Money Mary Elizabeth, Hamroun Aghiles, Shu Yan, Matthews Carolyn, Ahmed Eltayeb Sara, Ciarimboli Giuliano, Metz Christine Noel
Department of Medicine, School of Medicine, University of Maryland, Baltimore, MD, United States.
Department of Medicine, Meritus Medical Center, Hagerstown, MD, United States.
Front Oncol. 2021 Feb 26;11:607574. doi: 10.3389/fonc.2021.607574. eCollection 2021.
After more than four decades of post-approval, cisplatin is still an important treatment for numerous cancers. However, acute kidney injury (AKI), defined as significant impairment of renal filtration as discussed below, is the major limiting side effect of cisplatin, occurring in approximately 30% of patients (25-33% after the first course). Cisplatin also damages the kidneys' ability to reabsorb magnesium in 40-100% of patients, with collateral health risks due to subsequent hypomagnesemia. Multiple methods and drugs have been proposed for preventing cisplatin-induced AKI, including saline infusion with or without mannitol, which has not always prevented AKI and has been found to activate a cellular stress response in renal tubular cells. While numerous reports and trials, as well as the National Comprehensive Cancer Network (NCCN), support premedication with magnesium and hydration, this practice has not been universally accepted. Many clinics administer intravenous magnesium (IV) only after identification of hypomagnesemia post-cisplatin treatment, thus placing patients at risk for AKI and chronic renal loss of magnesium. We present the following case report and additional supporting evidence identifying the immediate effect of IV magnesium prior to intraperitoneal cisplatin for cycle 4 because of documented hypomagnesemia resulting in normalization of oliguria, which had been experienced for the first three cycles. The patient subsequently requested and received IV magnesium before cisplatin for the next two cycles with continuation of normal urinary output. The effect of pretreatment with IV magnesium on urine output following cisplatin has not been previously reported and further supports pre-cisplatin administration. In addition, two recent meta-analyses of clinical trials and pre-clinical research are reviewed that demonstrate effectiveness of magnesium pretreatment to preventing AKI without reducing its chemotherapeutic efficacy. This case report with additional evidence supports the adoption of administration of 1-3 g IV magnesium before cisplatin as best practice to prevent cisplatin induced AKI and hypomagnesemia regardless of patient baseline serum magnesium levels.

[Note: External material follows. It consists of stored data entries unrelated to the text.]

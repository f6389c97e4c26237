//! services/api/src/web/auth.rs
//!
//! Authentication endpoints: signup, login, logout, the current user, and the
//! password reset flow.

use axum::{
    extract::{Query, State},
    http::{header, HeaderMap, StatusCode},
    response::IntoResponse,
    Extension, Json,
};
use argon2::{
    password_hash::{
        rand_core::{OsRng, RngCore},
        PasswordHash, PasswordHasher, PasswordVerifier, SaltString,
    },
    Argon2,
};
use chrono::Duration;
use kayak_rental_core::domain::{NewUser, PasswordReset, Role};
use kayak_rental_core::ports::{DatabaseService, PortError, PortResult};
use serde::{Deserialize, Serialize};
use std::sync::Arc;
use tracing::{debug, error, info, warn};
use utoipa::{IntoParams, ToSchema};

use crate::config::BootstrapAdmin;
use crate::error::{port_rejection, Rejection};
use crate::web::middleware::{session_id_from_headers, AuthUser};
use crate::web::protocol::UserResponse;
use crate::web::state::AppState;

pub const SESSION_DAYS: i64 = 30;
pub const RESET_TOKEN_HOURS: i64 = 1;
pub const MIN_PASSWORD_LEN: usize = 8;

//=========================================================================================
// Request/Response Types
//=========================================================================================

#[derive(Deserialize, ToSchema)]
pub struct SignupRequest {
    pub name: String,
    pub email: String,
    pub password: String,
}

#[derive(Deserialize, ToSchema)]
pub struct LoginRequest {
    pub email: String,
    pub password: String,
}

#[derive(Deserialize, ToSchema)]
pub struct ForgotPasswordRequest {
    pub email: String,
}

#[derive(Deserialize, IntoParams)]
#[into_params(parameter_in = Query)]
pub struct ResetTokenQuery {
    pub token: String,
}

#[derive(Deserialize, ToSchema)]
pub struct ResetPasswordRequest {
    pub token: String,
    pub password: String,
}

#[derive(Serialize, ToSchema, Debug)]
pub struct MessageResponse {
    pub message: String,
}

#[derive(Serialize, ToSchema, Debug)]
pub struct TokenValidityResponse {
    pub valid: bool,
}

//=========================================================================================
// Helpers
//=========================================================================================

/// Hashes a password with Argon2 and a fresh salt.
pub fn hash_password(password: &str) -> Result<String, argon2::password_hash::Error> {
    let salt = SaltString::generate(&mut OsRng);
    Ok(Argon2::default()
        .hash_password(password.as_bytes(), &salt)?
        .to_string())
}

fn verify_password(password: &str, hashed: &str) -> Result<bool, argon2::password_hash::Error> {
    let parsed_hash = PasswordHash::new(hashed)?;
    Ok(Argon2::default()
        .verify_password(password.as_bytes(), &parsed_hash)
        .is_ok())
}

/// Like `hash_password`, mapped to a handler rejection.
pub(crate) fn hash_for_request(password: &str) -> Result<String, Rejection> {
    hash_password(password).map_err(|e| {
        error!("Failed to hash password: {:?}", e);
        (StatusCode::INTERNAL_SERVER_ERROR, "Failed to hash password".to_string())
    })
}

/// Trims and lowercases an email, rejecting anything without a local part and a domain.
pub(crate) fn normalize_email(email: &str) -> Result<String, Rejection> {
    let email = email.trim().to_lowercase();
    match email.split_once('@') {
        Some((local, domain)) if !local.is_empty() && !domain.is_empty() => Ok(email),
        _ => Err((StatusCode::BAD_REQUEST, "Invalid email address".to_string())),
    }
}

pub(crate) fn check_password(password: &str) -> Result<(), Rejection> {
    if password.chars().count() < MIN_PASSWORD_LEN {
        return Err((
            StatusCode::BAD_REQUEST,
            format!("Password must be at least {} characters", MIN_PASSWORD_LEN),
        ));
    }
    Ok(())
}

pub(crate) fn check_name(name: &str) -> Result<String, Rejection> {
    let name = name.trim();
    if name.is_empty() {
        return Err((StatusCode::BAD_REQUEST, "Name is required".to_string()));
    }
    Ok(name.to_string())
}

/// 64 hex characters from the OS random source.
fn generate_reset_token() -> String {
    let mut bytes = [0u8; 32];
    OsRng.fill_bytes(&mut bytes);
    bytes.iter().map(|b| format!("{:02x}", b)).collect()
}

/// Drops expired sessions and reset tokens. Failure only delays the cleanup.
async fn purge_expired(state: &AppState) {
    match state.db.purge_expired(state.now()).await {
        Ok(0) => {}
        Ok(removed) => debug!("Purged {} expired sessions and reset tokens", removed),
        Err(e) => warn!("Failed to purge expired sessions: {:?}", e),
    }
}

/// Creates an auth session for `user_id` and returns the `Set-Cookie` value.
async fn start_session(state: &AppState, user_id: uuid::Uuid) -> Result<String, Rejection> {
    purge_expired(state).await;
    let auth_session_id = uuid::Uuid::new_v4().to_string();
    let expires_at = state.now() + Duration::days(SESSION_DAYS);

    state
        .db
        .create_auth_session(&auth_session_id, user_id, expires_at)
        .await
        .map_err(|e| {
            error!("Failed to create auth session: {:?}", e);
            (StatusCode::INTERNAL_SERVER_ERROR, "Failed to create session".to_string())
        })?;

    Ok(format!(
        "session={}; HttpOnly; Secure; SameSite=Lax; Path=/; Max-Age={}",
        auth_session_id,
        Duration::days(SESSION_DAYS).num_seconds()
    ))
}

/// Creates the configured administrator when the store has no users at all.
/// Returns whether an account was created.
pub async fn ensure_bootstrap_admin(
    db: &dyn DatabaseService,
    admin: &BootstrapAdmin,
) -> PortResult<bool> {
    if db.count_users().await? > 0 {
        return Ok(false);
    }
    let hashed_password =
        hash_password(&admin.password).map_err(|e| PortError::Unexpected(e.to_string()))?;
    let user = db
        .create_user(NewUser {
            name: admin.name.clone(),
            email: admin.email.trim().to_lowercase(),
            role: Role::Admin,
            hashed_password,
        })
        .await?;
    info!("Created bootstrap administrator {}", user.email);
    Ok(true)
}

//=========================================================================================
// Handlers
//=========================================================================================

/// POST /auth/signup - Create a new employee account
#[utoipa::path(
    post,
    path = "/auth/signup",
    request_body = SignupRequest,
    responses(
        (status = 201, description = "User created successfully", body = UserResponse),
        (status = 400, description = "Invalid request"),
        (status = 403, description = "Self-service signup is disabled"),
        (status = 409, description = "Email already registered"),
        (status = 500, description = "Internal server error")
    )
)]
pub async fn signup_handler(
    State(state): State<Arc<AppState>>,
    Json(req): Json<SignupRequest>,
) -> Result<impl IntoResponse, Rejection> {
    if !state.config.allow_signup {
        return Err((StatusCode::FORBIDDEN, "Signup is disabled".to_string()));
    }

    // 1. Validate and hash
    let name = check_name(&req.name)?;
    let email = normalize_email(&req.email)?;
    check_password(&req.password)?;
    let hashed_password = hash_for_request(&req.password)?;

    // 2. Create user in database
    let user = state
        .db
        .create_user(NewUser {
            name,
            email,
            role: Role::Employee,
            hashed_password,
        })
        .await
        .map_err(|e| {
            warn!("Failed to create user: {:?}", e);
            port_rejection(e, "Failed to create user")
        })?;

    // 3. Log the new user in
    let cookie = start_session(&state, user.user_id).await?;
    info!("New employee signed up: {}", user.email);

    Ok((
        StatusCode::CREATED,
        [(header::SET_COOKIE, cookie)],
        Json(UserResponse::from(user)),
    ))
}

/// POST /auth/login - Login with existing account
#[utoipa::path(
    post,
    path = "/auth/login",
    request_body = LoginRequest,
    responses(
        (status = 200, description = "Login successful", body = UserResponse),
        (status = 401, description = "Invalid credentials"),
        (status = 500, description = "Internal server error")
    )
)]
pub async fn login_handler(
    State(state): State<Arc<AppState>>,
    Json(req): Json<LoginRequest>,
) -> Result<impl IntoResponse, Rejection> {
    let invalid = || (StatusCode::UNAUTHORIZED, "Invalid email or password".to_string());

    // 1. Get user by email
    let email = req.email.trim().to_lowercase();
    let user_creds = state.db.get_user_by_email(&email).await.map_err(|e| match e {
        PortError::NotFound(_) => {
            info!("Login attempt for unknown email");
            invalid()
        }
        other => {
            error!("Failed to get user: {:?}", other);
            (StatusCode::INTERNAL_SERVER_ERROR, "Authentication error".to_string())
        }
    })?;

    // 2. Verify password
    let valid = verify_password(&req.password, &user_creds.hashed_password).map_err(|e| {
        error!("Failed to parse password hash: {:?}", e);
        (StatusCode::INTERNAL_SERVER_ERROR, "Authentication error".to_string())
    })?;
    if !valid {
        info!("Wrong password for {}", user_creds.user.email);
        return Err(invalid());
    }

    // 3. Create auth session and cookie
    let cookie = start_session(&state, user_creds.user.user_id).await?;

    Ok((
        StatusCode::OK,
        [(header::SET_COOKIE, cookie)],
        Json(UserResponse::from(user_creds.user)),
    ))
}

/// POST /auth/logout - Logout and invalidate session
#[utoipa::path(
    post,
    path = "/auth/logout",
    responses(
        (status = 200, description = "Logout successful"),
        (status = 401, description = "No active session")
    )
)]
pub async fn logout_handler(
    State(state): State<Arc<AppState>>,
    headers: HeaderMap,
) -> Result<impl IntoResponse, Rejection> {
    // 1. Extract session ID from cookie
    let auth_session_id = session_id_from_headers(&headers)
        .ok_or((StatusCode::UNAUTHORIZED, "No session found".to_string()))?;

    // 2. Delete auth session from database
    state
        .db
        .delete_auth_session(auth_session_id)
        .await
        .map_err(|e| {
            error!("Failed to delete auth session: {:?}", e);
            (StatusCode::INTERNAL_SERVER_ERROR, "Failed to logout".to_string())
        })?;

    // 3. Clear cookie
    let cookie = "session=; HttpOnly; Secure; SameSite=Lax; Path=/; Max-Age=0";

    Ok((StatusCode::OK, [(header::SET_COOKIE, cookie.to_string())]))
}

/// GET /auth/me - The logged-in user
#[utoipa::path(
    get,
    path = "/auth/me",
    responses(
        (status = 200, description = "Current user", body = UserResponse),
        (status = 401, description = "Not logged in")
    )
)]
pub async fn me_handler(
    State(state): State<Arc<AppState>>,
    Extension(caller): Extension<AuthUser>,
) -> Result<Json<UserResponse>, Rejection> {
    let user = state.db.get_user_by_id(caller.user_id).await.map_err(|e| {
        error!("Failed to load current user: {:?}", e);
        port_rejection(e, "Failed to load user")
    })?;
    Ok(Json(user.into()))
}

/// POST /auth/forgot-password - Email a password reset link
#[utoipa::path(
    post,
    path = "/auth/forgot-password",
    request_body = ForgotPasswordRequest,
    responses(
        (status = 200, description = "Reset link sent", body = MessageResponse),
        (status = 404, description = "No account with this email")
    )
)]
pub async fn forgot_password_handler(
    State(state): State<Arc<AppState>>,
    Json(req): Json<ForgotPasswordRequest>,
) -> Result<Json<MessageResponse>, Rejection> {
    let email = normalize_email(&req.email)?;
    let creds = state.db.get_user_by_email(&email).await.map_err(|e| {
        info!("Password reset requested for unknown email");
        port_rejection(e, "Failed to process the request")
    })?;

    purge_expired(&state).await;
    let reset = PasswordReset {
        token: generate_reset_token(),
        user_id: creds.user.user_id,
        expires_at: state.now() + Duration::hours(RESET_TOKEN_HOURS),
    };
    let link = format!(
        "{}/reset-password?token={}",
        state.config.public_base_url, reset.token
    );

    state.db.create_password_reset(reset).await.map_err(|e| {
        error!("Failed to store reset token: {:?}", e);
        port_rejection(e, "Failed to process the request")
    })?;
    state
        .mailer
        .send_password_reset(&creds.user.email, &link)
        .await
        .map_err(|e| {
            error!("Failed to send reset email: {:?}", e);
            port_rejection(e, "Failed to send the reset email")
        })?;

    Ok(Json(MessageResponse {
        message: "A reset link has been sent to your email".to_string(),
    }))
}

/// GET /auth/verify-reset-token - Check a reset token before showing the form
#[utoipa::path(
    get,
    path = "/auth/verify-reset-token",
    params(ResetTokenQuery),
    responses(
        (status = 200, description = "Token is valid", body = TokenValidityResponse),
        (status = 401, description = "Token is invalid or expired")
    )
)]
pub async fn verify_reset_token_handler(
    State(state): State<Arc<AppState>>,
    Query(query): Query<ResetTokenQuery>,
) -> Result<Json<TokenValidityResponse>, Rejection> {
    let invalid = || (StatusCode::UNAUTHORIZED, "Invalid or expired token".to_string());
    let reset = state
        .db
        .get_password_reset(&query.token)
        .await
        .map_err(|e| match e {
            PortError::NotFound(_) => invalid(),
            other => {
                error!("Failed to look up reset token: {:?}", other);
                port_rejection(other, "Failed to verify token")
            }
        })?;
    if reset.expires_at <= state.now() {
        return Err(invalid());
    }
    Ok(Json(TokenValidityResponse { valid: true }))
}

/// POST /auth/reset-password - Set a new password with a reset token
#[utoipa::path(
    post,
    path = "/auth/reset-password",
    request_body = ResetPasswordRequest,
    responses(
        (status = 200, description = "Password changed", body = MessageResponse),
        (status = 400, description = "Password too short"),
        (status = 401, description = "Token is invalid or expired")
    )
)]
pub async fn reset_password_handler(
    State(state): State<Arc<AppState>>,
    Json(req): Json<ResetPasswordRequest>,
) -> Result<Json<MessageResponse>, Rejection> {
    check_password(&req.password)?;
    let hashed_password = hash_for_request(&req.password)?;

    state
        .db
        .complete_password_reset(&req.token, &hashed_password, state.now())
        .await
        .map_err(|e| match e {
            PortError::Unauthorized => {
                (StatusCode::UNAUTHORIZED, "Invalid or expired token".to_string())
            }
            other => {
                error!("Failed to reset password: {:?}", other);
                port_rejection(other, "Failed to reset password")
            }
        })?;

    Ok(Json(MessageResponse {
        message: "Password has been reset".to_string(),
    }))
}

在获批上市四十多年后,顺铂仍是众多癌症的重要治疗药物。然而,急性肾损伤(AKI),如下文所述,定义为肾脏滤过功能的显著损害,是顺铂的主要限制性副作用,约30%的患者会出现(首个疗程后发生率为25 - 33%)。顺铂还会损害40 - 100%患者肾脏重吸收镁的能力,随后的低镁血症会带来附带的健康风险。已提出多种预防顺铂诱导的AKI的方法和药物,包括输注生理盐水(加或不加甘露醇),但这并不总能预防AKI,且已发现其会激活肾小管细胞中的细胞应激反应。尽管众多报告、试验以及美国国立综合癌症网络(NCCN)都支持使用镁剂预处理和水化,但这种做法尚未被普遍接受。许多诊所仅在顺铂治疗后发现低镁血症时才给予静脉注射镁剂(IV),从而使患者面临发生AKI和慢性肾脏镁流失的风险。我们呈现以下病例报告及其他支持性证据,该证据表明由于记录到低镁血症导致少尿在第4周期腹腔内注射顺铂前静脉注射镁剂后少尿恢复正常,在前三个周期中患者一直存在少尿情况。该患者随后在接下来的两个周期中在顺铂治疗前要求并接受了静脉注射镁剂,尿量持续正常。此前尚未报道静脉注射镁剂预处理对顺铂治疗后尿量的影响,这进一步支持了顺铂治疗前给药。此外,本文回顾了两项近期的临床试验和临床前研究的荟萃分析,这些分析表明镁剂预处理可有效预防AKI且不降低其化疗疗效。该病例报告及其他证据支持在顺铂治疗前静脉注射1 - 3 g镁剂作为预防顺铂诱导的AKI和低镁血症的最佳做法,无论患者基线血清镁水平如何。